-- MATERIAL TO PROCESS --
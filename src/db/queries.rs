use std::collections::BTreeSet;

use anyhow::Context;
use chrono::{DateTime, SecondsFormat, Utc};
use rusqlite::{params, Connection};

use crate::models::{
    Addon, Booking, BookingStatus, HistoryEntry, Location, PriceUnit, RefundRecord,
};

pub fn format_ts(dt: &DateTime<Utc>) -> String {
    dt.to_rfc3339_opts(SecondsFormat::Secs, true)
}

fn parse_ts(raw: &str) -> anyhow::Result<DateTime<Utc>> {
    DateTime::parse_from_rfc3339(raw)
        .map(|dt| dt.with_timezone(&Utc))
        .with_context(|| format!("invalid stored timestamp: {raw}"))
}

// ── Locations ──

pub fn create_location(conn: &Connection, location: &Location) -> anyhow::Result<()> {
    conn.execute(
        "INSERT INTO locations (id, host_id, name, base_price_per_hour, incremental_rate_per_guest, instant_book)
         VALUES (?1, ?2, ?3, ?4, ?5, ?6)",
        params![
            location.id,
            location.host_id,
            location.name,
            location.base_price_per_hour,
            location.incremental_rate_per_guest,
            location.instant_book as i32,
        ],
    )?;
    for addon in &location.addons {
        create_addon(conn, addon)?;
    }
    Ok(())
}

pub fn get_location(conn: &Connection, id: &str) -> anyhow::Result<Option<Location>> {
    let result = conn.query_row(
        "SELECT id, host_id, name, base_price_per_hour, incremental_rate_per_guest, instant_book
         FROM locations WHERE id = ?1",
        params![id],
        parse_location_row,
    );

    match result {
        Ok(mut location) => {
            location.addons = get_addons_for_location(conn, &location.id)?;
            Ok(Some(location))
        }
        Err(rusqlite::Error::QueryReturnedNoRows) => Ok(None),
        Err(e) => Err(e.into()),
    }
}

pub fn list_locations(
    conn: &Connection,
    host_id: Option<&str>,
    limit: i64,
) -> anyhow::Result<Vec<Location>> {
    let mut stmt = conn.prepare(
        "SELECT id, host_id, name, base_price_per_hour, incremental_rate_per_guest, instant_book
         FROM locations WHERE (?1 IS NULL OR host_id = ?1) ORDER BY created_at ASC, id ASC LIMIT ?2",
    )?;
    let rows = stmt.query_map(params![host_id, limit], parse_location_row)?;

    let mut locations = vec![];
    for row in rows {
        let mut location = row?;
        location.addons = get_addons_for_location(conn, &location.id)?;
        locations.push(location);
    }
    Ok(locations)
}

fn parse_location_row(row: &rusqlite::Row) -> rusqlite::Result<Location> {
    Ok(Location {
        id: row.get(0)?,
        host_id: row.get(1)?,
        name: row.get(2)?,
        base_price_per_hour: row.get(3)?,
        incremental_rate_per_guest: row.get(4)?,
        instant_book: row.get::<_, i32>(5)? != 0,
        addons: vec![],
    })
}

pub fn create_addon(conn: &Connection, addon: &Addon) -> anyhow::Result<()> {
    conn.execute(
        "INSERT INTO addons (id, location_id, name, price, price_unit) VALUES (?1, ?2, ?3, ?4, ?5)",
        params![
            addon.id,
            addon.location_id,
            addon.name,
            addon.price,
            addon.price_unit.as_str(),
        ],
    )?;
    Ok(())
}

pub fn get_addons_for_location(conn: &Connection, location_id: &str) -> anyhow::Result<Vec<Addon>> {
    let mut stmt = conn.prepare(
        "SELECT id, location_id, name, price, price_unit FROM addons WHERE location_id = ?1 ORDER BY id ASC",
    )?;
    let rows = stmt.query_map(params![location_id], |row| {
        let unit: String = row.get(4)?;
        Ok((
            row.get::<_, String>(0)?,
            row.get::<_, String>(1)?,
            row.get::<_, String>(2)?,
            row.get::<_, i64>(3)?,
            unit,
        ))
    })?;

    let mut addons = vec![];
    for row in rows {
        let (id, location_id, name, price, unit) = row?;
        addons.push(Addon {
            id,
            location_id,
            name,
            price,
            price_unit: unit.parse::<PriceUnit>().map_err(anyhow::Error::msg)?,
        });
    }
    Ok(addons)
}

// ── Bookings ──

const BOOKING_COLUMNS: &str = "b.id, b.location_id, b.client_id, b.start_date, b.end_date, b.guest_count, \
     b.status, b.total_price, b.additional_price, b.selected_addons, b.version, b.created_at, b.updated_at";

pub fn create_booking(conn: &Connection, booking: &Booking) -> anyhow::Result<()> {
    conn.execute(
        "INSERT INTO bookings (id, location_id, client_id, start_date, end_date, guest_count, status,
                               total_price, additional_price, selected_addons, version, created_at, updated_at)
         VALUES (?1, ?2, ?3, ?4, ?5, ?6, ?7, ?8, ?9, ?10, ?11, ?12, ?13)",
        params![
            booking.id,
            booking.location_id,
            booking.client_id,
            format_ts(&booking.start_date),
            format_ts(&booking.end_date),
            booking.guest_count,
            booking.status.as_str(),
            booking.total_price,
            booking.additional_price,
            serde_json::to_string(&booking.selected_addons)?,
            booking.version,
            format_ts(&booking.created_at),
            format_ts(&booking.updated_at),
        ],
    )?;
    Ok(())
}

/// Writes the mutable columns only if the stored version still equals
/// `booking.version`. Returns false when another writer got there first.
pub fn update_booking(conn: &Connection, booking: &Booking) -> anyhow::Result<bool> {
    let count = conn.execute(
        "UPDATE bookings SET start_date = ?1, end_date = ?2, guest_count = ?3, status = ?4,
                             total_price = ?5, additional_price = ?6, selected_addons = ?7,
                             updated_at = ?8, version = version + 1
         WHERE id = ?9 AND version = ?10",
        params![
            format_ts(&booking.start_date),
            format_ts(&booking.end_date),
            booking.guest_count,
            booking.status.as_str(),
            booking.total_price,
            booking.additional_price,
            serde_json::to_string(&booking.selected_addons)?,
            format_ts(&booking.updated_at),
            booking.id,
            booking.version,
        ],
    )?;
    Ok(count > 0)
}

pub fn get_booking_by_id(conn: &Connection, id: &str) -> anyhow::Result<Option<Booking>> {
    let result = conn.query_row(
        &format!("SELECT {BOOKING_COLUMNS} FROM bookings b WHERE b.id = ?1"),
        params![id],
        |row| Ok(parse_booking_row(row)),
    );

    match result {
        Ok(booking) => {
            let mut booking = booking?;
            booking.edit_history = get_history(conn, &booking.id)?;
            Ok(Some(booking))
        }
        Err(rusqlite::Error::QueryReturnedNoRows) => Ok(None),
        Err(e) => Err(e.into()),
    }
}

pub fn booking_exists(conn: &Connection, id: &str) -> anyhow::Result<bool> {
    let count: i64 = conn.query_row(
        "SELECT COUNT(*) FROM bookings WHERE id = ?1",
        params![id],
        |row| row.get(0),
    )?;
    Ok(count > 0)
}

#[derive(Debug, Default)]
pub struct BookingFilter<'a> {
    pub status: Option<BookingStatus>,
    pub location_id: Option<&'a str>,
    pub client_id: Option<&'a str>,
    /// Restricts to bookings at locations owned by this host.
    pub host_id: Option<&'a str>,
    pub limit: i64,
}

pub fn list_bookings(conn: &Connection, filter: &BookingFilter) -> anyhow::Result<Vec<Booking>> {
    let mut sql = format!(
        "SELECT {BOOKING_COLUMNS} FROM bookings b JOIN locations l ON l.id = b.location_id WHERE 1 = 1"
    );
    let mut params_vec: Vec<Box<dyn rusqlite::types::ToSql>> = vec![];

    if let Some(status) = filter.status {
        params_vec.push(Box::new(status.as_str()));
        sql.push_str(&format!(" AND b.status = ?{}", params_vec.len()));
    }
    if let Some(location_id) = filter.location_id {
        params_vec.push(Box::new(location_id.to_string()));
        sql.push_str(&format!(" AND b.location_id = ?{}", params_vec.len()));
    }
    if let Some(client_id) = filter.client_id {
        params_vec.push(Box::new(client_id.to_string()));
        sql.push_str(&format!(" AND b.client_id = ?{}", params_vec.len()));
    }
    if let Some(host_id) = filter.host_id {
        params_vec.push(Box::new(host_id.to_string()));
        sql.push_str(&format!(" AND l.host_id = ?{}", params_vec.len()));
    }
    params_vec.push(Box::new(filter.limit));
    sql.push_str(&format!(" ORDER BY b.start_date DESC LIMIT ?{}", params_vec.len()));

    let mut stmt = conn.prepare(&sql)?;
    let params_refs: Vec<&dyn rusqlite::types::ToSql> =
        params_vec.iter().map(|p| p.as_ref()).collect();
    let rows = stmt.query_map(params_refs.as_slice(), |row| Ok(parse_booking_row(row)))?;

    let mut bookings = vec![];
    for row in rows {
        let mut booking = row??;
        booking.edit_history = get_history(conn, &booking.id)?;
        bookings.push(booking);
    }
    Ok(bookings)
}

fn parse_booking_row(row: &rusqlite::Row) -> anyhow::Result<Booking> {
    let status_str: String = row.get(6)?;
    let addons_json: String = row.get(9)?;
    let selected_addons: BTreeSet<String> =
        serde_json::from_str(&addons_json).context("invalid stored add-on list")?;

    Ok(Booking {
        id: row.get(0)?,
        location_id: row.get(1)?,
        client_id: row.get(2)?,
        start_date: parse_ts(&row.get::<_, String>(3)?)?,
        end_date: parse_ts(&row.get::<_, String>(4)?)?,
        guest_count: row.get(5)?,
        status: status_str
            .parse::<BookingStatus>()
            .map_err(anyhow::Error::msg)?,
        total_price: row.get(7)?,
        additional_price: row.get(8)?,
        selected_addons,
        version: row.get(10)?,
        created_at: parse_ts(&row.get::<_, String>(11)?)?,
        updated_at: parse_ts(&row.get::<_, String>(12)?)?,
        edit_history: vec![],
    })
}

// ── Booking History ──

pub fn insert_history_entry(conn: &Connection, entry: &HistoryEntry) -> anyhow::Result<()> {
    conn.execute(
        "INSERT INTO booking_history (booking_id, seq, timestamp, actor_id, change_summary, price_delta, notified_client)
         VALUES (?1, ?2, ?3, ?4, ?5, ?6, ?7)",
        params![
            entry.booking_id,
            entry.seq,
            format_ts(&entry.timestamp),
            entry.actor_id,
            entry.change_summary,
            entry.price_delta,
            entry.notified_client as i32,
        ],
    )?;
    Ok(())
}

pub fn max_history_seq(conn: &Connection, booking_id: &str) -> anyhow::Result<i64> {
    let seq: i64 = conn.query_row(
        "SELECT COALESCE(MAX(seq), 0) FROM booking_history WHERE booking_id = ?1",
        params![booking_id],
        |row| row.get(0),
    )?;
    Ok(seq)
}

pub fn get_history(conn: &Connection, booking_id: &str) -> anyhow::Result<Vec<HistoryEntry>> {
    let mut stmt = conn.prepare(
        "SELECT seq, booking_id, timestamp, actor_id, change_summary, price_delta, notified_client
         FROM booking_history WHERE booking_id = ?1 ORDER BY seq ASC",
    )?;
    let rows = stmt.query_map(params![booking_id], |row| {
        Ok((
            row.get::<_, i64>(0)?,
            row.get::<_, String>(1)?,
            row.get::<_, String>(2)?,
            row.get::<_, String>(3)?,
            row.get::<_, String>(4)?,
            row.get::<_, i64>(5)?,
            row.get::<_, i32>(6)? != 0,
        ))
    })?;

    let mut entries = vec![];
    for row in rows {
        let (seq, booking_id, timestamp, actor_id, change_summary, price_delta, notified_client) =
            row?;
        entries.push(HistoryEntry {
            seq,
            booking_id,
            timestamp: parse_ts(&timestamp)?,
            actor_id,
            change_summary,
            price_delta,
            notified_client,
        });
    }
    Ok(entries)
}

// ── Refunds ──

pub fn insert_refund(conn: &Connection, refund: &RefundRecord) -> anyhow::Result<()> {
    conn.execute(
        "INSERT INTO refunds (id, booking_id, amount, reason, processed_at, processed_by)
         VALUES (?1, ?2, ?3, ?4, ?5, ?6)",
        params![
            refund.id,
            refund.booking_id,
            refund.amount,
            refund.reason,
            format_ts(&refund.processed_at),
            refund.processed_by,
        ],
    )?;
    Ok(())
}

pub fn get_refunds_for_booking(
    conn: &Connection,
    booking_id: &str,
) -> anyhow::Result<Vec<RefundRecord>> {
    let mut stmt = conn.prepare(
        "SELECT id, booking_id, amount, reason, processed_at, processed_by
         FROM refunds WHERE booking_id = ?1 ORDER BY processed_at ASC, rowid ASC",
    )?;
    let rows = stmt.query_map(params![booking_id], |row| {
        Ok((
            row.get::<_, String>(0)?,
            row.get::<_, String>(1)?,
            row.get::<_, i64>(2)?,
            row.get::<_, String>(3)?,
            row.get::<_, String>(4)?,
            row.get::<_, String>(5)?,
        ))
    })?;

    let mut refunds = vec![];
    for row in rows {
        let (id, booking_id, amount, reason, processed_at, processed_by) = row?;
        refunds.push(RefundRecord {
            id,
            booking_id,
            amount,
            reason,
            processed_at: parse_ts(&processed_at)?,
            processed_by,
        });
    }
    Ok(refunds)
}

-- WHAT TO WORK ON --
Within the entries above, find each line where "reason" appears; copy every one.

-- ANSWER TO THE EXERCISE --
        "INSERT INTO refunds (id, booking_id, amount, reason, processed_at, processed_by)
            refund.reason,
        "SELECT id, booking_id, amount, reason, processed_at, processed_by
        let (id, booking_id, amount, reason, processed_at, processed_by) = row?;
            reason,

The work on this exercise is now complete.